After the First World War Eleonora Duse visited in May 1919 their daughter Enrichetta in England. Enrichetta, who had grown up throughout the years with foster parents or in English, French and German boarding schools, had married in 1908 a professor of mathematics at Cambridge and was now the mother of two children. The Duse intended to stay several months in England, the residence but broke because of health problems after a few weeks and returned to Italy.
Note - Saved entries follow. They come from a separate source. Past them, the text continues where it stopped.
mod component;
pub use component::{Component, IntoElement, cleanup_unmounted};

pub mod api;
pub mod control;
pub mod hooks;
pub mod panic_handler;

// Re-export commonly used items
pub use control::{
    exit_guard, redraw_requested, request_exit, request_redraw, reset_exit, should_exit,
    take_redraw,
};
pub use hooks::event::{clear_global_handlers, on_any_key, on_global_event, process_global_event};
Due to financial difficulties, the Duse returned on 5 May 1921 on surprising back with the Ibsen play The Lady from the Sea to the stage of the Teatro Balbo in Turin. The crowd celebrated with flowers and gave her a standing ovation accompanied by applause. After brief guest performances in Vienna and London she appeared on 29 October 1923 in New York again a scheduled five-week tour of the USA, with stops in Baltimore, Philadelphia, Washington, Boston, Chicago, New Orleans, Los Angeles, San Francisco and Detroit. On April 1, 1924, the severe health ailing actress met in Pittsburgh, Pennsylvania, where she was diagnosed with severe pneumonia. After an appearance on April 5, she finally collapsed.
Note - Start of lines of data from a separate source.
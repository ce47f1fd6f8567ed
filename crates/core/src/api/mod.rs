//! HTTP collaborator behind a trait, so widgets take an injected client and
//! tests substitute a recording mock instead of patching anything global.

use async_trait::async_trait;
use serde_json::Value;
use std::sync::Arc;
use thiserror::Error;
use tracing::debug;

/// Failure taxonomy for API calls.
///
/// Variants carry rendered text rather than source errors so snapshots of
/// request state stay cheaply cloneable.
#[derive(Debug, Clone, PartialEq, Eq, Error)]
pub enum ApiError {
    #[error("request to {url} failed: {message}")]
    Transport { url: String, message: String },
    #[error("unexpected status {status} from {url}")]
    Status { status: u16, url: String },
    #[error("invalid response body: {0}")]
    Decode(String),
}

impl ApiError {
    fn transport(url: &str, error: &reqwest::Error) -> Self {
        ApiError::Transport {
            url: url.to_string(),
            message: error.to_string(),
        }
    }
}

/// The fetch collaborator widgets depend on
#[async_trait]
pub trait ApiClient: Send + Sync {
    /// GET `url` and parse the body as JSON
    async fn get_json(&self, url: &str) -> Result<Value, ApiError>;

    /// POST `body` as JSON to `url` and parse the response body as JSON
    async fn post_json(&self, url: &str, body: &Value) -> Result<Value, ApiError>;
}

/// Convenience alias for the injected form
pub type SharedApiClient = Arc<dyn ApiClient>;

/// reqwest-backed [`ApiClient`]
#[derive(Debug, Clone, Default)]
pub struct HttpClient {
    inner: reqwest::Client,
}

impl HttpClient {
    pub fn new() -> Self {
        Self::default()
    }

    fn check_status(url: &str, response: &reqwest::Response) -> Result<(), ApiError> {
        let status = response.status();
        if status.is_success() {
            Ok(())
        } else {
            Err(ApiError::Status {
                status: status.as_u16(),
                url: url.to_string(),
            })
        }
    }

    async fn read_json(url: &str, response: reqwest::Response) -> Result<Value, ApiError> {
        Self::check_status(url, &response)?;
        response
            .json::<Value>()
            .await
            .map_err(|e| ApiError::Decode(e.to_string()))
    }
}

#[async_trait]
impl ApiClient for HttpClient {
    async fn get_json(&self, url: &str) -> Result<Value, ApiError> {
        debug!(target: "api", %url, "GET");
        let response = self
            .inner
            .get(url)
            .send()
            .await
            .map_err(|e| ApiError::transport(url, &e))?;
        Self::read_json(url, response).await
    }

    async fn post_json(&self, url: &str, body: &Value) -> Result<Value, ApiError> {
        debug!(target: "api", %url, "POST");
        let response = self
            .inner
            .post(url)
            .json(body)
            .send()
            .await
            .map_err(|e| ApiError::transport(url, &e))?;
        Self::read_json(url, response).await
    }
}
Eleonora Duse died at the age of 65 in her hotel room in Pittsburgh. Your coffin was transferred by ship to their home country of Italy. Accompanied by thousands of their compatriots, she was in the cemetery of Asolo, where she had her property, buried.

Reception

Worship during his lifetime

Because of their great skill Eleonora Duse was as named after her as the Garbo, in his own lifetime exuberant " the Divine ". Once George Bernard Shaw, himself a theater critic, had seen her interpretation of the Lady of the Camellias, he put it even more than her rival Sarah Bernhardt.
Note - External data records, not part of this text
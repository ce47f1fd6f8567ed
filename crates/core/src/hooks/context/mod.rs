//! Context values shared down the component tree without prop threading.
//!
//! A parent provides a value by type; any component rendered later in the
//! same cycle can consume it. The provider stack is rebuilt every cycle, so
//! stale values never leak between frames.

use std::any::{Any, TypeId};
use std::cell::RefCell;
use std::collections::HashMap;


use crate::hooks::with_hook_context;

thread_local! {
    static PROVIDERS: RefCell<HashMap<TypeId, Vec<Box<dyn Any>>>> =
        RefCell::new(HashMap::new());
}

/// Drop every provided value. The runtime calls this at the top of each
/// render cycle, before the root renders.
pub fn clear_context_providers() {
    PROVIDERS.with(|providers| {
        providers.borrow_mut().clear();
    });
}

/// Provide a context value for the rest of the current render cycle.
///
/// Returns the provided value so the provider can use it too. Nested
/// providers of the same type shadow outer ones.
pub fn use_context_provider<T, F>(create_value: F) -> T
where
    T: Clone + 'static,
    F: FnOnce() -> T,
{
    with_hook_context(|_ctx| {
        let value = create_value();
        let stored = value.clone();
        PROVIDERS.with(|providers| {
            providers
                .borrow_mut()
                .entry(TypeId::of::<T>())
                .or_default()
                .push(Box::new(stored));
        });
        value
    })
}

fn lookup<T: Clone + 'static>() -> Option<T> {
    PROVIDERS.with(|providers| {
        let providers = providers.borrow();
        providers
            .get(&TypeId::of::<T>())
            .and_then(|stack| stack.last())
            .and_then(|boxed| boxed.downcast_ref::<T>())
            .cloned()
    })
}

/// Consume a context value provided earlier in this render cycle.
///
/// Panics when no provider for `T` ran; use
/// [`use_context_with_default`] for values with a sensible fallback.
pub fn use_context<T>() -> T
where
    T: Clone + 'static,
{
    with_hook_context(|_ctx| {
        lookup::<T>().unwrap_or_else(|| {
            panic!(
                "no context value of type {} provided; call use_context_provider in an ancestor",
                std::any::type_name::<T>()
            )
        })
    })
}

/// Consume a context value, falling back to `T::default()` when no ancestor
/// provided one
pub fn use_context_with_default<T>() -> T
where
    T: Clone + Default + 'static,
{
    with_hook_context(|_ctx| lookup::<T>().unwrap_or_default())
}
It was developed by many painters, including Franz Spranger and John Singer Sargent, and immortalized by writers such as Rainer Maria Rilke, whom she met in 1912 in Venice, and revered his friend Hugo von Hofmannsthal.

For advance notice of their American tour dedicated to her Time magazine on July 30, 1923 cover story. This made her the first woman on the cover of Time after since the first edition (March 3, 1923) 21 men had appeared on the cover of the magazine ( for example, the then U.S. President Warren G. Harding and Treasury Andrew W. Mellon or international greats such as Mustafa Kemal Atatürk and Winston Churchill).

The then director of the Union Square Theatre in New York, Albert M. Palmer, said during the tour:

" Madame Duse is the greatest actress I've ever seen, and I do not serve to exclude the Bernhardt. [ ... ] I did not think that one could go on stage to such a naturalness. The Duse gives the perfect illusion, and it embodies the figures in stunning realism. "

Aftermath

In addition to their contemporaries Konstantin Sergeyevich Stanislavsky (1863-1938) Eleonora Duse is often referred to as the predecessor of the modern method acting. Above all, American stage actors, acting schools and theater workshops, such as the by Lee Strasberg became known Actors Studio in New York, often invoke the Duse as an early protagonist of the purist style means to express themselves only with physical exertion and waiving unnecessary props. The Duse thus sat increasingly over then- acting conventions of time and developed their own methodology of the play.

The life and work of Duse and primarily their love relationships provided, along with numerous biographies and documentaries, even material for theater productions. The Canadian actor Nick Mancuso staged the play Duse, which was performed in June 2004 in Toronto, Canada.

In various Italian cities, there are theaters that have been named after the actress, so in Bari, Bologna, Genoa and Rome.